In Defense of 'Homosexual Propaganda' in Schools

During the Proposition 8 campaign, one of the arguments used by proponents of the ban on gay marriage was that, if it was not passed, schoolchildren would be taught about gay marriage when they learned about families. While the opponents of the proposition rightfully pointed out that this is inaccurate (education curricula and family law are, in fact, different), I often found myself wondering: what would be so bad about this?

The bogeyman of "homosexual propaganda in schools" isn't new, either. I can't pin down an exact origin, but as early as the 1970s, anti-gay bigots were trying to ban gay teachers as well as any teachers who supported gay rights. Their argument was that they didn't want schools to be used as "recruitment centers" for homosexuality. In 2004 I was talking with a conservative friend of mine about the election, and he said he didn't support John Kerry because Kerry wanted to "teach children about homosexuality in schools."

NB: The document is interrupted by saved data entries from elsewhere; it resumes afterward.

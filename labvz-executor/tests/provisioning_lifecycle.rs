//! End-to-end lifecycle tests against an in-memory OpenVZ host.
//!
//! `FakeHost` applies each control command to a table of containers and
//! renders that table as the listing, so the controller sees its own
//! effects exactly as it would on a real host.

use std::collections::{BTreeMap, HashSet};
use std::net::Ipv4Addr;
use std::sync::{Arc, Mutex};
use std::time::Duration;

use async_trait::async_trait;
use labvz_core::{
    CoreError, ManagementEndpoint, PartialFailurePolicy, ProvisionConfig, ResourceSpec,
};
use labvz_executor::{ControlTool, ExecutorError, ToolCommand, VmController, VmState};

#[derive(Debug, Clone)]
struct Container {
    status: &'static str,
    address: Option<String>,
    hostname: Option<String>,
}

#[derive(Default)]
struct FakeHost {
    containers: Mutex<BTreeMap<u32, Container>>,
    issued: Mutex<Vec<String>>,
    fail: Vec<&'static str>,
    create_delay: Option<Duration>,
}

impl FakeHost {
    fn failing(fail: &[&'static str]) -> Self {
        Self {
            fail: fail.to_vec(),
            ..Self::default()
        }
    }

    fn with_container(self, ctid: u32, status: &'static str, address: &str) -> Self {
        if let Ok(mut containers) = self.containers.lock() {
            containers.insert(
                ctid,
                Container {
                    status,
                    address: Some(address.to_owned()),
                    hostname: Some("existing.vlabs.ac.in".to_owned()),
                },
            );
        }
        self
    }

    fn issued(&self) -> Vec<String> {
        self.issued.lock().map(|v| v.clone()).unwrap_or_default()
    }

    fn subcommands(&self) -> Vec<String> {
        self.issued()
            .iter()
            .filter_map(|line| line.split(' ').next().map(str::to_owned))
            .collect()
    }

    fn exists(&self, ctid: u32) -> bool {
        self.containers
            .lock()
            .map(|c| c.contains_key(&ctid))
            .unwrap_or(false)
    }

    fn failure(command: &ToolCommand, stderr: &str) -> ExecutorError {
        ExecutorError::ToolInvocationFailed {
            command: format!("vzctl {command}"),
            status: Some(1),
            stderr: stderr.to_owned(),
        }
    }
}

fn flag_value(args: &[String], flag: &str) -> Option<String> {
    args.iter()
        .position(|a| a == flag)
        .and_then(|i| args.get(i + 1))
        .cloned()
}

#[async_trait]
impl ControlTool for FakeHost {
    async fn invoke(&self, command: &ToolCommand) -> Result<(), ExecutorError> {
        if let Ok(mut issued) = self.issued.lock() {
            issued.push(command.to_string());
        }
        if self.fail.contains(&command.subcommand()) {
            return Err(Self::failure(command, "injected failure"));
        }
        if command.subcommand() == "create" {
            if let Some(delay) = self.create_delay {
                tokio::time::sleep(delay).await;
            }
        }

        let ctid = command.id().get();
        let mut containers = match self.containers.lock() {
            Ok(c) => c,
            Err(e) => panic!("fake host lock poisoned: {e}"),
        };
        let args = command.to_args();
        match command.subcommand() {
            "create" => {
                if containers.contains_key(&ctid) {
                    return Err(Self::failure(command, "container already exists"));
                }
                containers.insert(
                    ctid,
                    Container {
                        status: "stopped",
                        address: flag_value(&args, "--ipadd"),
                        hostname: flag_value(&args, "--hostname"),
                    },
                );
            }
            "start" | "restart" => match containers.get_mut(&ctid) {
                Some(c) => c.status = "running",
                None => return Err(Self::failure(command, "container does not exist")),
            },
            "stop" => match containers.get_mut(&ctid) {
                Some(c) => c.status = "stopped",
                None => return Err(Self::failure(command, "container does not exist")),
            },
            "set" => {
                if !containers.contains_key(&ctid) {
                    return Err(Self::failure(command, "container does not exist"));
                }
            }
            "destroy" => {
                if containers.remove(&ctid).is_none() {
                    return Err(Self::failure(command, "container does not exist"));
                }
            }
            other => panic!("unexpected subcommand {other}"),
        }
        Ok(())
    }

    async fn list(&self) -> Result<String, ExecutorError> {
        let containers = match self.containers.lock() {
            Ok(c) => c,
            Err(e) => panic!("fake host lock poisoned: {e}"),
        };
        Ok(containers
            .iter()
            .map(|(ctid, c)| {
                format!(
                    "{ctid:>10} {:<9} {:<15} {}\n",
                    c.status,
                    c.address.as_deref().unwrap_or("-"),
                    c.hostname.as_deref().unwrap_or("-"),
                )
            })
            .collect())
    }

    async fn health_check(&self) -> Result<(), ExecutorError> {
        Ok(())
    }
}

fn controller(host: &Arc<FakeHost>, config: ProvisionConfig) -> VmController<Arc<FakeHost>> {
    match VmController::new(Arc::clone(host), config) {
        Ok(c) => c,
        Err(e) => panic!("controller construction failed: {e}"),
    }
}

fn endpoint(a: u8, b: u8, c: u8, d: u8) -> ManagementEndpoint {
    ManagementEndpoint::new(Ipv4Addr::new(a, b, c, d), 8089)
}

/// Blank id, Debian 6: first free address of the first subnet, debian
/// template, create/start/set in order, endpoint on the management port.
#[tokio::test]
async fn create_debian_with_derived_id() {
    let host = Arc::new(FakeHost::default());
    let ctl = controller(&host, ProvisionConfig::default());

    let result = ctl.create(&ResourceSpec::new("Debian", "6"), None).await;
    assert_eq!(result.ok(), Some(endpoint(10, 1, 100, 1)));

    assert_eq!(host.subcommands(), ["create", "start", "set"]);
    let issued = host.issued();
    assert!(issued[0].starts_with("create 1001 --ostemplate debian-6.0-x86_64 --ipadd 10.1.100.1"));
    assert!(issued[0].ends_with("--hostname engg01.vlabs.ac.in"));
    assert_eq!(
        issued[2],
        "set 1001 --nameserver 10.10.10.10 --ram 256M --swap 512M --onboot yes --save"
    );

    assert_eq!(ctl.state("1001").await.ok(), Some(VmState::Running));
    assert_eq!(ctl.is_running("1001").await.ok(), Some(true));
    assert_eq!(ctl.get_address("1001").await.ok(), Some(Ipv4Addr::new(10, 1, 100, 1)));
}

#[tokio::test]
async fn create_with_supplied_id_uses_next_free_address() {
    let host = Arc::new(FakeHost::default().with_container(4000, "running", "10.1.100.1"));
    let ctl = controller(&host, ProvisionConfig::default());

    let spec = ResourceSpec::new("ubuntu", "12.04").with_lab_id("cse02");
    let result = ctl.create(&spec, Some(" 4242 ")).await;
    assert_eq!(result.ok(), Some(endpoint(10, 1, 100, 2)));
    assert!(host.issued()[0].starts_with("create 4242 --ostemplate ubuntu-12.04-x86_64"));
    assert!(host.issued()[0].ends_with("--hostname cse02.vlabs.ac.in"));
}

#[tokio::test]
async fn create_with_existing_id_is_rejected_before_any_invocation() {
    let host = Arc::new(FakeHost::default().with_container(4242, "running", "10.1.100.1"));
    let ctl = controller(&host, ProvisionConfig::default());

    let result = ctl.create(&ResourceSpec::default(), Some("4242")).await;
    assert!(matches!(result, Err(ExecutorError::IdentifierInUse(_))));
    assert!(host.issued().is_empty());
}

#[tokio::test]
async fn derived_creates_skip_addresses_whose_id_is_taken() {
    let host = Arc::new(FakeHost::default());
    let ctl = controller(&host, ProvisionConfig::default());
    let spec = ResourceSpec::default();

    // 1002 lands on 10.1.100.1, so 10.1.100.2 would derive a listed id.
    let supplied = ctl.create(&spec, Some("1002")).await;
    assert_eq!(supplied.ok(), Some(endpoint(10, 1, 100, 1)));

    let first = ctl.create(&spec, None).await;
    assert_eq!(first.ok(), Some(endpoint(10, 1, 100, 3)));
    let second = ctl.create(&spec, None).await;
    assert_eq!(second.ok(), Some(endpoint(10, 1, 100, 4)));

    assert!(host.exists(1003));
    assert!(host.exists(1004));
    assert_eq!(ctl.get_address("1002").await.ok(), Some(Ipv4Addr::new(10, 1, 100, 1)));
}

#[tokio::test]
async fn create_with_invalid_id_is_rejected() {
    let host = Arc::new(FakeHost::default());
    let ctl = controller(&host, ProvisionConfig::default());

    let result = ctl.create(&ResourceSpec::default(), Some("99")).await;
    assert!(matches!(
        result,
        Err(ExecutorError::Core(CoreError::InvalidIdentifier { .. }))
    ));
    assert!(host.issued().is_empty());
}

#[tokio::test]
async fn create_fails_when_subnets_exhausted() {
    let config = ProvisionConfig::default().with_subnets(vec![match "10.1.100.0/30".parse() {
        Ok(n) => n,
        Err(e) => panic!("bad subnet: {e}"),
    }]);
    let host = Arc::new(
        FakeHost::default()
            .with_container(4001, "running", "10.1.100.1")
            .with_container(4002, "running", "10.1.100.2"),
    );
    let ctl = controller(&host, config);

    let result = ctl.create(&ResourceSpec::default(), None).await;
    assert!(matches!(
        result,
        Err(ExecutorError::Core(CoreError::NoAddressAvailable { .. }))
    ));
    assert!(host.issued().is_empty());
}

/// Destroying a VM that does not exist: the stop fails and destroy is
/// never issued.
#[tokio::test]
async fn destroy_missing_vm_stops_at_failed_stop() {
    let host = Arc::new(FakeHost::default());
    let ctl = controller(&host, ProvisionConfig::default());

    let result = ctl.destroy("4242").await;
    match result {
        Err(ExecutorError::ToolInvocationFailed { command, status, .. }) => {
            assert_eq!(command, "vzctl stop 4242");
            assert_eq!(status, Some(1));
        }
        other => panic!("expected ToolInvocationFailed, got {other:?}"),
    }
    assert_eq!(host.subcommands(), ["stop"]);
}

#[tokio::test]
async fn destroy_existing_vm_stops_then_destroys() {
    let host = Arc::new(FakeHost::default().with_container(4242, "running", "10.1.100.9"));
    let ctl = controller(&host, ProvisionConfig::default());

    assert!(ctl.destroy("4242").await.is_ok());
    assert_eq!(host.subcommands(), ["stop", "destroy"]);
    assert!(!host.exists(4242));
    assert_eq!(ctl.state("4242").await.ok(), Some(VmState::Destroyed));
}

/// An identifier absent from the listing is an explicit `VmNotFound`.
#[tokio::test]
async fn get_address_of_unknown_vm_is_not_found() {
    let host = Arc::new(FakeHost::default().with_container(4000, "running", "10.1.100.1"));
    let ctl = controller(&host, ProvisionConfig::default());

    match ctl.get_address("4242").await {
        Err(ExecutorError::VmNotFound(id)) => assert_eq!(id.get(), 4242),
        other => panic!("expected VmNotFound, got {other:?}"),
    }
}

#[tokio::test]
async fn stop_and_restart_round_trip() {
    let host = Arc::new(FakeHost::default());
    let ctl = controller(&host, ProvisionConfig::default());
    assert!(ctl.create(&ResourceSpec::default(), None).await.is_ok());

    assert!(ctl.stop("1001").await.is_ok());
    assert_eq!(ctl.is_running("1001").await.ok(), Some(false));
    assert_eq!(ctl.state("1001").await.ok(), Some(VmState::Stopped));

    let restarted = ctl.restart("1001").await;
    assert_eq!(restarted.ok(), Some(endpoint(10, 1, 100, 1)));
    assert_eq!(ctl.is_running("1001").await.ok(), Some(true));
}

#[tokio::test]
async fn partial_create_is_left_by_default() {
    let host = Arc::new(FakeHost::failing(&["set"]));
    let ctl = controller(&host, ProvisionConfig::default());

    let result = ctl.create(&ResourceSpec::default(), None).await;
    assert!(matches!(result, Err(ExecutorError::ToolInvocationFailed { .. })));
    assert_eq!(host.subcommands(), ["create", "start", "set"]);
    assert!(host.exists(1001), "partial VM must be left for inspection");
    assert_eq!(ctl.state("1001").await.ok(), Some(VmState::Running));
}

#[tokio::test]
async fn partial_create_is_torn_down_when_configured() {
    let host = Arc::new(FakeHost::failing(&["set"]));
    let config = ProvisionConfig::default().with_partial_failure(PartialFailurePolicy::Teardown);
    let ctl = controller(&host, config);

    let result = ctl.create(&ResourceSpec::default(), None).await;
    assert!(
        matches!(
            result,
            Err(ExecutorError::ToolInvocationFailed { ref command, .. })
                if command.contains("set 1001")
        ),
        "the set failure must be reported, got {result:?}"
    );
    assert_eq!(
        host.subcommands(),
        ["create", "start", "set", "stop", "destroy"]
    );
    assert!(!host.exists(1001));
    assert_eq!(ctl.state("1001").await.ok(), Some(VmState::Destroyed));
}

#[tokio::test]
async fn teardown_after_failed_start_skips_stop() {
    let host = Arc::new(FakeHost::failing(&["start"]));
    let config = ProvisionConfig::default().with_partial_failure(PartialFailurePolicy::Teardown);
    let ctl = controller(&host, config);

    assert!(ctl.create(&ResourceSpec::default(), None).await.is_err());
    assert_eq!(host.subcommands(), ["create", "start", "destroy"]);
    assert!(!host.exists(1001));
}

#[tokio::test]
async fn failed_create_step_releases_address() {
    let host = Arc::new(FakeHost::failing(&["create"]));
    let ctl = controller(&host, ProvisionConfig::default());

    assert!(ctl.create(&ResourceSpec::default(), None).await.is_err());
    assert_eq!(ctl.state("1001").await.ok(), Some(VmState::Absent));
    // Same address is offered again.
    assert!(ctl.create(&ResourceSpec::default(), None).await.is_err());
    let issued = host.issued();
    assert!(issued.iter().all(|line| line.starts_with("create 1001")));
}

#[tokio::test]
async fn concurrent_creates_never_share_an_address() {
    let host = Arc::new(FakeHost {
        create_delay: Some(Duration::from_millis(20)),
        ..FakeHost::default()
    });
    let ctl = Arc::new(controller(&host, ProvisionConfig::default()));

    let mut tasks = Vec::new();
    for _ in 0..8 {
        let ctl = Arc::clone(&ctl);
        tasks.push(tokio::spawn(async move {
            ctl.create(&ResourceSpec::default(), None).await
        }));
    }

    let mut addresses = HashSet::new();
    for task in tasks {
        match task.await {
            Ok(Ok(endpoint)) => {
                addresses.insert(endpoint.address);
            }
            other => panic!("create failed: {other:?}"),
        }
    }
    assert_eq!(addresses.len(), 8, "every VM must get its own address");
    assert_eq!(host.subcommands().iter().filter(|s| *s == "create").count(), 8);
}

The same pattern has emerged as we fight for safe schools for all children. In the infamous Anoka-Hennepin school district, where the Christian fundamentalist fight against "homosexual propaganda in schools" -- right-wing code for teaching about homosexuality as anything but a perversion -- was successful, nine students killed themselves over a two-year period.

In fact, this problem isn't limited to the Anoka-Hennepin school district. While the suicide attempt rate among youth is generally between 4 and 8 percent, by the time they graduate high school around 30 percent of all LGBT teenagers have attempted suicide. These attempts, along with depression, lower graduation rates, drug and alcohol abuse, and lower grades, have been linked to negative social environments.

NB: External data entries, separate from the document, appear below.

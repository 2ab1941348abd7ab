//! The TOML settings file.
//!
//! ```toml
//! [provision]
//! subnets = ["10.1.100.0/24"]
//! partial_failure = "teardown"
//!
//! [tool]
//! timeout_secs = 120
//!
//! [lab]
//! repo_cache_dir = "/var/cache/labvz"
//! ```
//!
//! Every section and field is optional.

use std::path::Path;

use labvz_core::ProvisionConfig;
use labvz_executor::ToolConfig;
use serde::{Deserialize, Serialize};

use crate::config::LabConfig;
use crate::LabError;

/// All settings, one section per crate.
#[derive(Debug, Clone, Default, Serialize, Deserialize)]
#[serde(default, deny_unknown_fields)]
#[non_exhaustive]
pub struct Settings {
    pub provision: ProvisionConfig,
    pub tool: ToolConfig,
    pub lab: LabConfig,
}

impl Settings {
    /// Parse settings from TOML text.
    ///
    /// # Errors
    /// Returns the parser's message for malformed TOML or unknown sections.
    pub fn parse(text: &str) -> Result<Self, String> {
        toml::from_str(text).map_err(|e| e.to_string())
    }

    /// Load settings from `path`, or use defaults when no path is given.
    ///
    /// # Errors
    /// Returns [`LabError::Settings`] if the file cannot be read, cannot be
    /// parsed, or holds an invalid provisioning section.
    pub async fn load(path: Option<&Path>) -> Result<Self, LabError> {
        let Some(path) = path else {
            tracing::debug!("no settings file given, using defaults");
            return Ok(Self::default());
        };
        let settings_error = |reason: String| LabError::Settings {
            path: path.to_path_buf(),
            reason,
        };

        let text = tokio::fs::read_to_string(path)
            .await
            .map_err(|e| settings_error(e.to_string()))?;
        let settings = Self::parse(&text).map_err(settings_error)?;
        settings
            .provision
            .validate()
            .map_err(|e| settings_error(e.to_string()))?;

        tracing::info!(path = %path.display(), "loaded settings");
        Ok(settings)
    }
}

So, again, I want to ask this question: what is so wrong about teaching about homosexuality -- or bisexuality, or transsexuality -- positively in public schools?

Conservatives may trot out the same tired argument about "religious liberty," but at the end of the day, it has nothing to do with that: they are free to believe what they want, and, if it's really so important to parents to shield their children from reality, they can homeschool them or send them to a private school.

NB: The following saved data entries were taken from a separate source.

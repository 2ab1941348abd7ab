//! Resource requests and the control-tool arguments built from them.

use std::net::Ipv4Addr;

use serde::{Deserialize, Serialize};

use crate::config::ProvisionConfig;
use crate::template::OsTemplate;

/// Caller-supplied description of a VM request.
#[derive(Debug, Clone, PartialEq, Eq, Serialize, Deserialize)]
#[serde(default)]
#[non_exhaustive]
pub struct ResourceSpec {
    /// Lab the VM belongs to; blank means the configured default.
    pub lab_id: String,
    /// OS name; blank means the configured default.
    pub os: String,
    /// OS version; blank means the configured default.
    pub os_version: String,
    /// Memory in mebibytes.
    pub ram_mib: u32,
    /// Swap in mebibytes.
    pub swap_mib: u32,
    /// Disk soft limit in mebibytes.
    pub disk_mib: u32,
}

impl Default for ResourceSpec {
    fn default() -> Self {
        Self {
            lab_id: String::new(),
            os: String::new(),
            os_version: String::new(),
            ram_mib: 256,
            swap_mib: 512,
            disk_mib: 10_240,
        }
    }
}

impl ResourceSpec {
    /// Request the given OS and version with default resources.
    pub fn new(os: impl Into<String>, os_version: impl Into<String>) -> Self {
        Self {
            os: os.into(),
            os_version: os_version.into(),
            ..Self::default()
        }
    }

    /// Set the lab id.
    #[must_use]
    pub fn with_lab_id(mut self, lab_id: impl Into<String>) -> Self {
        self.lab_id = lab_id.into();
        self
    }

    /// Set memory and swap in mebibytes.
    #[must_use]
    pub fn with_memory(mut self, ram_mib: u32, swap_mib: u32) -> Self {
        self.ram_mib = ram_mib;
        self.swap_mib = swap_mib;
        self
    }

    /// Set the disk soft limit in mebibytes.
    #[must_use]
    pub fn with_disk(mut self, disk_mib: u32) -> Self {
        self.disk_mib = disk_mib;
        self
    }
}

/// Arguments for the control tool's `create` and `set` subcommands.
#[derive(Debug, Clone, PartialEq, Eq, Hash)]
#[non_exhaustive]
pub struct ProvisioningArgs {
    /// Passed after `create <id>`.
    pub create: Vec<String>,
    /// Passed after `set <id>`.
    pub configure: Vec<String>,
}

/// Formats a [`ResourceSpec`] into control-tool arguments.
#[derive(Debug, Clone)]
pub struct ProvisioningSpecBuilder {
    nameserver: Ipv4Addr,
    host_domain: String,
    default_lab_id: String,
}

impl ProvisioningSpecBuilder {
    /// Create a builder from the provisioning settings.
    #[must_use]
    pub fn new(config: &ProvisionConfig) -> Self {
        Self {
            nameserver: config.nameserver,
            host_domain: config.host_domain.clone(),
            default_lab_id: config.default_lab_id.clone(),
        }
    }

    /// Hostname for a VM of the given lab: `<lab_id>.<host_domain>`.
    #[must_use]
    pub fn hostname(&self, spec: &ResourceSpec) -> String {
        let lab_id = match spec.lab_id.trim() {
            "" => self.default_lab_id.as_str(),
            given => given,
        };
        format!("{lab_id}.{}", self.host_domain)
    }

    /// Build both argument groups.
    ///
    /// The disk hard limit is the soft limit plus ten percent.
    #[must_use]
    pub fn build(
        &self,
        spec: &ResourceSpec,
        address: Ipv4Addr,
        template: &OsTemplate,
    ) -> ProvisioningArgs {
        let disk_soft = spec.disk_mib;
        let disk_hard = disk_soft.saturating_add(disk_soft / 10);

        let create = vec![
            "--ostemplate".to_owned(),
            template.as_str().to_owned(),
            "--ipadd".to_owned(),
            address.to_string(),
            "--diskspace".to_owned(),
            format!("{disk_soft}M:{disk_hard}M"),
            "--hostname".to_owned(),
            self.hostname(spec),
        ];

        let configure = vec![
            "--nameserver".to_owned(),
            self.nameserver.to_string(),
            "--ram".to_owned(),
            format!("{}M", spec.ram_mib),
            "--swap".to_owned(),
            format!("{}M", spec.swap_mib),
            "--onboot".to_owned(),
            "yes".to_owned(),
            "--save".to_owned(),
        ];

        ProvisioningArgs { create, configure }
    }
}

#[cfg(test)]
mod tests {
    use super::*;
    use crate::template::TemplateResolver;

    fn template() -> OsTemplate {
        match TemplateResolver::new("Ubuntu", "12.04").resolve("debian", "6") {
            Ok(t) => t,
            Err(e) => panic!("unexpected error: {e}"),
        }
    }

    fn builder() -> ProvisioningSpecBuilder {
        ProvisioningSpecBuilder::new(&ProvisionConfig::default())
    }

    #[test]
    fn create_args_in_order() {
        let spec = ResourceSpec::new("debian", "6").with_lab_id("cse02").with_disk(2048);
        let args = builder().build(&spec, Ipv4Addr::new(10, 1, 100, 7), &template());
        assert_eq!(
            args.create,
            [
                "--ostemplate",
                "debian-6.0-x86_64",
                "--ipadd",
                "10.1.100.7",
                "--diskspace",
                "2048M:2252M",
                "--hostname",
                "cse02.vlabs.ac.in",
            ]
        );
    }

    #[test]
    fn configure_args_in_order() {
        let spec = ResourceSpec::new("debian", "6").with_memory(1024, 2048);
        let args = builder().build(&spec, Ipv4Addr::new(10, 1, 100, 7), &template());
        assert_eq!(
            args.configure,
            [
                "--nameserver",
                "10.10.10.10",
                "--ram",
                "1024M",
                "--swap",
                "2048M",
                "--onboot",
                "yes",
                "--save",
            ]
        );
    }

    #[test]
    fn blank_lab_id_uses_default() {
        let spec = ResourceSpec::new("", "").with_lab_id("   ");
        assert_eq!(builder().hostname(&spec), "engg01.vlabs.ac.in");
    }

    #[test]
    fn resource_spec_from_partial_json() {
        let parsed: Result<ResourceSpec, _> =
            serde_json::from_str(r#"{"os": "CentOS", "os_version": "6.3", "ram_mib": 512}"#);
        let spec = match parsed {
            Ok(s) => s,
            Err(e) => panic!("unexpected error: {e}"),
        };
        assert_eq!(spec.ram_mib, 512);
        assert_eq!(spec.swap_mib, 512);
        assert!(spec.lab_id.is_empty());
    }

    proptest::proptest! {
        #[test]
        fn proptest_build_is_deterministic(
            lab_id in "[a-z0-9]{0,12}",
            ram in 64u32..65_536,
            swap in 0u32..65_536,
            disk in 1u32..1_000_000,
            host in 1u8..255,
        ) {
            let spec = ResourceSpec::new("ubuntu", "12")
                .with_lab_id(lab_id)
                .with_memory(ram, swap)
                .with_disk(disk);
            let address = Ipv4Addr::new(10, 1, 100, host);
            let first = builder().build(&spec, address, &template());
            let second = builder().build(&spec.clone(), address, &template());
            proptest::prop_assert_eq!(first, second);
        }
    }
}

But let me tell you what's right about it.

LGBT kids should have sexuality education that is relevant to them. They should learn that just because you can't get someone pregnant doesn't mean that you shouldn't wear a condom. They should learn that they aren't the only person to ever have liked someone of the same sex. They should learn that, yes, they, too, can grow up to have a wife or husband and kids and a dog and a white picket fence, if that's what they want.

LGBT kids should learn about the fact that queer people have been around for a long time, and that being gay does not preclude you from being successful. They should learn that they don't need to stay in the closet if they want to become a politician. They should learn that being gay, or bi, or trans doesn't mean being invisible in history or culture -- at least not anymore

LGBT kids should have a place to talk about what they're going through with others like themselves, and with people who accept them for who they are. They should be able to learn from each other's experiences. They should be able to be themselves without being told by teachers to go back into the closet, and without having their reports of bullying and harassment ignored by administrators.

Our schools should be a place of safety and learning for all students, not places that inspire shame, erase identities, and keep kids in the closet.

And if all that is "homosexual propaganda," then I want homosexual propaganda in our schools.